Exercise data: Begin

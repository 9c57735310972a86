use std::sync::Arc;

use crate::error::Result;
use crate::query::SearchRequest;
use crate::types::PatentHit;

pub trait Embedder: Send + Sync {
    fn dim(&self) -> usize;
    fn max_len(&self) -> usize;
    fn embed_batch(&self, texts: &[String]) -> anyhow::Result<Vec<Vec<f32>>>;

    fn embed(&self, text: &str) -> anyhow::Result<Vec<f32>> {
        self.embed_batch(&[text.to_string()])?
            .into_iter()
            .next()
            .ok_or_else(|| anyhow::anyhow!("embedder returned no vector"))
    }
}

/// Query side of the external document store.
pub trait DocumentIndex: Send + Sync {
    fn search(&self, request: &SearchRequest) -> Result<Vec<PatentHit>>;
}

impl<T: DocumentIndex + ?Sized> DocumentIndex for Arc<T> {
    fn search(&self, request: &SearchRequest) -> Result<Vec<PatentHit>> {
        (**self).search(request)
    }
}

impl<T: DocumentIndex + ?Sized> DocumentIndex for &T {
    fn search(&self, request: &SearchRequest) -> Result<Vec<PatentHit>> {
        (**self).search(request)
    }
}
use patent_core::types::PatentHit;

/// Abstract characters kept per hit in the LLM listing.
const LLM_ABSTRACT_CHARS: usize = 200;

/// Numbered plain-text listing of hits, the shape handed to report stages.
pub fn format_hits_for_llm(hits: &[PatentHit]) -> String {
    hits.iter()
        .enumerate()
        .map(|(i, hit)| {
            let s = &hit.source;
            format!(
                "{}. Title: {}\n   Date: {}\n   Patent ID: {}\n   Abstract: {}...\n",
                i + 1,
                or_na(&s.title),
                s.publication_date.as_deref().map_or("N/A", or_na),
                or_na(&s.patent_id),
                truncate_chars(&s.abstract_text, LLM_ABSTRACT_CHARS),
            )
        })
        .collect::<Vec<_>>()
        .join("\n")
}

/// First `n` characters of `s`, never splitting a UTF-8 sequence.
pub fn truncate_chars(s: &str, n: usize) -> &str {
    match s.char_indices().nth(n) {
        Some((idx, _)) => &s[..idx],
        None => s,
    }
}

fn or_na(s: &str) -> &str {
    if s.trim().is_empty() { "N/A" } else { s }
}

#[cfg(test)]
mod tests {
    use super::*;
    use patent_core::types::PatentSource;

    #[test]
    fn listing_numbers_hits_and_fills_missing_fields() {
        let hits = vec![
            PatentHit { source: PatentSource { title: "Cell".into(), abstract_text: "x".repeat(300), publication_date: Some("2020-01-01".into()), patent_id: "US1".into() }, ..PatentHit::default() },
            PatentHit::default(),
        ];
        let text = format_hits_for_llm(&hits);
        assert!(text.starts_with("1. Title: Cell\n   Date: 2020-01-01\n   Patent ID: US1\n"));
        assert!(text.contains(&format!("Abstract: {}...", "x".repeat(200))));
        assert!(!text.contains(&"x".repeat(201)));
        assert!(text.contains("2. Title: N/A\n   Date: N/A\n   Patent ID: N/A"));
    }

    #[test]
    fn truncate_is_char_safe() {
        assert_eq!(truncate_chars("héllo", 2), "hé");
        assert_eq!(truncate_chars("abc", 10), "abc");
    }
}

Exercise data: End

-- Goal of the exercise --
Restate the whole of the data exactly.

-- Task solution --
repository 9c57735310972a86
use std::sync::Arc;

use crate::error::Result;
use crate::query::SearchRequest;
use crate::types::PatentHit;

pub trait Embedder: Send + Sync {
    fn dim(&self) -> usize;
    fn max_len(&self) -> usize;
    fn embed_batch(&self, texts: &[String]) -> anyhow::Result<Vec<Vec<f32>>>;

    fn embed(&self, text: &str) -> anyhow::Result<Vec<f32>> {
        self.embed_batch(&[text.to_string()])?
            .into_iter()
            .next()
            .ok_or_else(|| anyhow::anyhow!("embedder returned no vector"))
    }
}

/// Query side of the external document store.
pub trait DocumentIndex: Send + Sync {
    fn search(&self, request: &SearchRequest) -> Result<Vec<PatentHit>>;
}

impl<T: DocumentIndex + ?Sized> DocumentIndex for Arc<T> {
    fn search(&self, request: &SearchRequest) -> Result<Vec<PatentHit>> {
        (**self).search(request)
    }
}

impl<T: DocumentIndex + ?Sized> DocumentIndex for &T {
    fn search(&self, request: &SearchRequest) -> Result<Vec<PatentHit>> {
        (**self).search(request)
    }
}
use patent_core::types::PatentHit;

/// Abstract characters kept per hit in the LLM listing.
const LLM_ABSTRACT_CHARS: usize = 200;

/// Numbered plain-text listing of hits, the shape handed to report stages.
pub fn format_hits_for_llm(hits: &[PatentHit]) -> String {
    hits.iter()
        .enumerate()
        .map(|(i, hit)| {
            let s = &hit.source;
            format!(
                "{}. Title: {}\n   Date: {}\n   Patent ID: {}\n   Abstract: {}...\n",
                i + 1,
                or_na(&s.title),
                s.publication_date.as_deref().map_or("N/A", or_na),
                or_na(&s.patent_id),
                truncate_chars(&s.abstract_text, LLM_ABSTRACT_CHARS),
            )
        })
        .collect::<Vec<_>>()
        .join("\n")
}

/// First `n` characters of `s`, never splitting a UTF-8 sequence.
pub fn truncate_chars(s: &str, n: usize) -> &str {
    match s.char_indices().nth(n) {
        Some((idx, _)) => &s[..idx],
        None => s,
    }
}

fn or_na(s: &str) -> &str {
    if s.trim().is_empty() { "N/A" } else { s }
}

#[cfg(test)]
mod tests {
    use super::*;
    use patent_core::types::PatentSource;

    #[test]
    fn listing_numbers_hits_and_fills_missing_fields() {
        let hits = vec![
            PatentHit { source: PatentSource { title: "Cell".into(), abstract_text: "x".repeat(300), publication_date: Some("2020-01-01".into()), patent_id: "US1".into() }, ..PatentHit::default() },
            PatentHit::default(),
        ];
        let text = format_hits_for_llm(&hits);
        assert!(text.starts_with("1. Title: Cell\n   Date: 2020-01-01\n   Patent ID: US1\n"));
        assert!(text.contains(&format!("Abstract: {}...", "x".repeat(200))));
        assert!(!text.contains(&"x".repeat(201)));
        assert!(text.contains("2. Title: N/A\n   Date: N/A\n   Patent ID: N/A"));
    }

    #[test]
    fn truncate_is_char_safe() {
        assert_eq!(truncate_chars("héllo", 2), "hé");
        assert_eq!(truncate_chars("abc", 10), "abc");
    }
}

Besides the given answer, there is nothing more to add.